Milan Cervenka

Male moth songs tempt females to accept mating: the role of acoustic and pheromonal communication in the reproductive behaviour of Aphomia sociella.

Background Members of the subfamily Galleriinae have adapted to different selective environmental pressures by devising a unique mating process. Galleriinae males initiate mating by attracting females with either chemical or acoustic signals (or a combination of both modalities). Six compounds considered candidates for the sex pheromone have recently been identified in the wing gland extracts of Aphomia sociella males.

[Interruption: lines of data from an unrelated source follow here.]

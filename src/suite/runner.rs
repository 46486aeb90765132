//! Suite scheduling and reporting
//!
//! Leaves are flattened together with the hook chain of their ancestors and
//! executed with bounded concurrency on the current task. Leaves of one suite
//! share its live context, so they run one at a time; concurrency applies
//! across suites. A failing leaf never stops its siblings.

use std::sync::Arc;
use std::time::{Duration, Instant};

use colored::Colorize;
use futures_util::stream::{self, StreamExt};
use tokio::sync::Mutex;

use crate::common::Error;
use crate::context::ContextSnapshot;

use super::{Group, LeafBody, LeafHooks};

/// Outcome of a leaf
#[derive(Debug, Clone, PartialEq, Eq)]
pub enum Outcome {
    Passed,
    Failed(String),
}

/// Result of a single leaf
#[derive(Debug, Clone)]
pub struct LeafReport {
    /// Group labels from the suite root down to the leaf label
    pub path: Vec<String>,
    pub outcome: Outcome,
    pub duration: Duration,
}

impl LeafReport {
    pub fn name(&self) -> String {
        self.path.join(" / ")
    }

    pub fn passed(&self) -> bool {
        self.outcome == Outcome::Passed
    }
}

/// Result of a whole run
#[derive(Debug, Clone, Default)]
pub struct RunReport {
    pub leaves: Vec<LeafReport>,
    pub duration: Duration,
}

impl RunReport {
    pub fn passed(&self) -> usize {
        self.leaves.iter().filter(|l| l.passed()).count()
    }

    pub fn failed(&self) -> usize {
        self.leaves.len() - self.passed()
    }

    pub fn is_success(&self) -> bool {
        self.failed() == 0
    }

    /// Print the failure list and totals
    pub fn print_summary(&self) {
        let failures: Vec<_> = self.leaves.iter().filter(|l| !l.passed()).collect();
        if !failures.is_empty() {
            println!("\n{}", "Failures:".red().bold());
            for leaf in failures {
                if let Outcome::Failed(reason) = &leaf.outcome {
                    println!("  {} {}", "✗".red(), leaf.name());
                    println!("    {}", reason.dimmed());
                }
            }
        }

        let totals = format!(
            "{} passed, {} failed, {} total in {:.2?}",
            self.passed(),
            self.failed(),
            self.leaves.len(),
            self.duration
        );
        if self.is_success() {
            println!("\n{} {}\n", "✓".green().bold(), totals.green().bold());
        } else {
            println!("\n{} {}\n", "✗".red().bold(), totals.red().bold());
        }
    }
}

/// A leaf together with the hooks of every ancestor group
struct Scheduled {
    path: Vec<String>,
    hooks: Vec<Arc<dyn LeafHooks>>,
    body: LeafBody,
    /// Held from the first pre-leaf hook to the last post-leaf hook
    suite_lock: Arc<Mutex<()>>,
}

/// Executes suites
pub struct Runner {
    parallelism: usize,
    print_progress: bool,
}

impl Runner {
    pub fn new(parallelism: usize) -> Self {
        Self {
            parallelism: parallelism.max(1),
            print_progress: false,
        }
    }

    /// Print a line per finished leaf
    pub fn with_progress(mut self, enabled: bool) -> Self {
        self.print_progress = enabled;
        self
    }

    /// Run every leaf of every suite
    pub async fn run(&self, suites: &[Group]) -> RunReport {
        let started = Instant::now();

        let mut scheduled = Vec::new();
        for suite in suites {
            let suite_lock = Arc::new(Mutex::new(()));
            flatten(
                suite,
                &suite_lock,
                &mut Vec::new(),
                &mut Vec::new(),
                &mut scheduled,
            );
        }
        tracing::info!(
            "Running {} leaves from {} suites (parallelism {})",
            scheduled.len(),
            suites.len(),
            self.parallelism
        );

        let mut results = stream::iter(scheduled)
            .map(run_leaf)
            .buffer_unordered(self.parallelism);

        let mut leaves = Vec::new();
        while let Some(report) = results.next().await {
            if self.print_progress {
                match &report.outcome {
                    Outcome::Passed => println!("  {} {}", "✓".green(), report.name()),
                    Outcome::Failed(_) => println!("  {} {}", "✗".red(), report.name()),
                }
            }
            leaves.push(report);
        }

        RunReport {
            leaves,
            duration: started.elapsed(),
        }
    }
}

fn flatten(
    group: &Group,
    suite_lock: &Arc<Mutex<()>>,
    path: &mut Vec<String>,
    hooks: &mut Vec<Arc<dyn LeafHooks>>,
    out: &mut Vec<Scheduled>,
) {
    path.push(group.label.clone());
    let pushed_hooks = match &group.hooks {
        Some(h) => {
            hooks.push(h.clone());
            true
        }
        None => false,
    };

    for child in &group.groups {
        flatten(child, suite_lock, path, hooks, out);
    }
    for leaf in &group.leaves {
        let mut leaf_path = path.clone();
        leaf_path.push(leaf.label.clone());
        out.push(Scheduled {
            path: leaf_path,
            hooks: hooks.clone(),
            body: leaf.body.clone(),
            suite_lock: suite_lock.clone(),
        });
    }

    if pushed_hooks {
        hooks.pop();
    }
    path.pop();
}

async fn run_leaf(leaf: Scheduled) -> LeafReport {
    let _suite = leaf.suite_lock.lock().await;
    let started = Instant::now();
    let name = leaf.path.join(" / ");
    tracing::info!("LEAF {}", name);

    let mut failure: Option<Error> = None;
    let mut snapshots: Vec<Option<ContextSnapshot>> = Vec::with_capacity(leaf.hooks.len());

    for hooks in &leaf.hooks {
        match hooks.before_leaf().await {
            Ok(snapshot) => snapshots.push(Some(snapshot)),
            Err(e) => {
                failure = Some(e);
                break;
            }
        }
    }

    if failure.is_none() {
        if let Err(e) = (leaf.body)().await {
            failure = Some(e);
        }
    }

    // Every ancestor finishes the leaf, even those whose pre-leaf hook never ran
    for (i, hooks) in leaf.hooks.iter().enumerate().rev() {
        let snapshot = snapshots.get_mut(i).and_then(Option::take);
        if let Err(e) = hooks.after_leaf(snapshot).await {
            match failure {
                None => failure = Some(e),
                Some(_) => tracing::warn!("{}: additional failure: {}", name, e),
            }
        }
    }

    let outcome = match failure {
        None => Outcome::Passed,
        Some(e) => {
            tracing::warn!("{} failed: {}", name, e);
            Outcome::Failed(e.to_string())
        }
    };

    LeafReport {
        path: leaf.path,
        outcome,
        duration: started.elapsed(),
    }
}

Prior to the present study, acoustic communication had not been investigated. Signals mediating female attraction were likewise unknown. Methodology/Principal Findings Observations of A. sociella mating behaviour and recordings of male acoustic signals confirmed that males initiate the mating process. During calling behaviour (stationary wing fanning and pheromone release), males disperse pheromone from their wing glands. When a female approaches, males cease calling and begin to produce ultrasonic songs as part of the courtship behaviour. Replaying of recorded courting songs to virgin females and a comparison of the mating efficiency of intact males with males lacking tegullae proved that male ultrasonic signals stimulate females to accept mating. Greenhouse experiments with isolated pheromone glands confirmed that the male sex pheromone mediates long-range female attraction. Conclusion/Significance Female attraction in A. sociella is chemically mediated, but ultrasonic communication is also employed during courtship. Male ultrasonic songs stimulate female sexual display and significantly affect mating efficiency. Considerable inter-individual differences in song structure exist. These could play a role in female mate selection provided that the females ear is able to discern them. The A. sociella mating strategy described above is unique within the subfamily Galleriinae.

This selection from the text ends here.